Jonathan Maitland's piece promotes Scrabble as the greatest game of all. He writes: "Scrabble is the perfect mixture of luck, skill and strategy. It requires mathemnatical ability and a huge vocabulary. And, like golf, it manages to be both sociable and competitive at the same time (though not nearly as expensive). Sometimes it can even get a bit brutal."
His article is a well written, brief, potted history of the game and its inventor flavoured with a good dose of anecdotes and a mention for celebrity scrabblers.
This tale, for example, justified the tabloid headline: "At one tournament, an old lady's opponent played the word ORGASM. The old lady looked puzzled and challenged the word's validity. Amid much stifled sniggering, the judges confirmed that it did, indeed, exist. The old lady asked what it meant. She was told, as delicately as possible. 'Goodness me!' she exclaimed. 'I must tell my husband when I get home.' " The article does not tell us the outcome of her report to her husband.
I was especially interested in the celebrity players. In the USA, players of the Advanced Squad Leader wargame can point to the famous baseball pitcher Curt Schilling as a fellow gamer.
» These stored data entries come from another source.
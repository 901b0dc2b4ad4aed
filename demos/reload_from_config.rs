//! Hot reload example
//!
//! Loads a logger topology from a JSON document, logs through it, then
//! reloads a changed document while the same logger handles stay in use.
//!
//! Run with: cargo run --example reload_from_config

use rust_config_logger::prelude::*;
use rust_config_logger::{info, logger, root_info, warn};
use std::path::Path;

fn main() -> Result<()> {
    println!("=== Rust Config Logger - Hot Reload Example ===\n");

    // Subscribe the reconciler to the global `logs` cell
    let logs = rust_config_logger::init()?;
    let config = ConfigRegistry::global();

    // Typed cells living next to the logger topology
    let port = config.lookup("server.port", 80u16, "listen port")?;
    let workers = config.lookup("server.workers", 1usize, "worker threads")?;
    workers.add_listener(|old: &usize, new: &usize| {
        println!("   workers changed: {} -> {}", old, new);
        Ok(())
    });

    println!("1. Loading demos/logging.json:");
    config.load_from_file(Path::new("demos").join("logging.json"))?;
    println!("   server.port = {}", port.value());

    let http = logger!("app.http");
    info!(http, "listening on port {}", port.value());
    warn!(http, "slow request: {} ms", 950);
    root_info!("root logger reconfigured");

    println!("\n2. Reloading with a stricter level and no file appender:");
    config.load_from_str(
        r#"{"server": {"workers": 8},
            "logs": [{"name": "root", "level": "INFO"},
                     {"name": "app.http", "level": "ERROR"}]}"#,
    )?;
    info!(http, "hidden after reload");
    http.error("errors still reach root's console");

    println!("\n3. Current topology:");
    let document = LoggerRegistry::global().to_document();
    println!("{}", serde_json::to_string_pretty(&document)?);
    println!("   {} logger snapshot(s) in the `logs` cell", logs.value().len());

    let _ = std::fs::remove_file("app_http.log");
    println!("\n=== Example completed successfully! ===");
    Ok(())
}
Apart from the occasional media flirtation with miniatures gamers (the late Deryck Guyler, Gavin Lyall - any others?) I don't know of any similar personality in the UK. So, the suggestion that Sean Hughes, Alistair McGowan, Ant and Dec and Blur are all Scrabble players is noteworthy. I don't know how you go about it (short of slinging a copy of Puero Rico or Settlers of Catan onto the stage at the next Blur concert) but I would like to see somebody try and introduce these gamers to other gaming delights.
All of which leads on to me wondering if we could match the game to the celebrity. If Alex Ferguson, Ken Livingstone and Bill Gates were really gamers what would their favourite games be?
I suggest Alex is a secret lover of Tipp-Kick, Ken's favourite is Avalon Hill's Road Kill or maybe Metro and Bill Gates' obsession has to be Java! But I am sure you can come up with more appropriate or funny matches. And, if so, feel free to share them.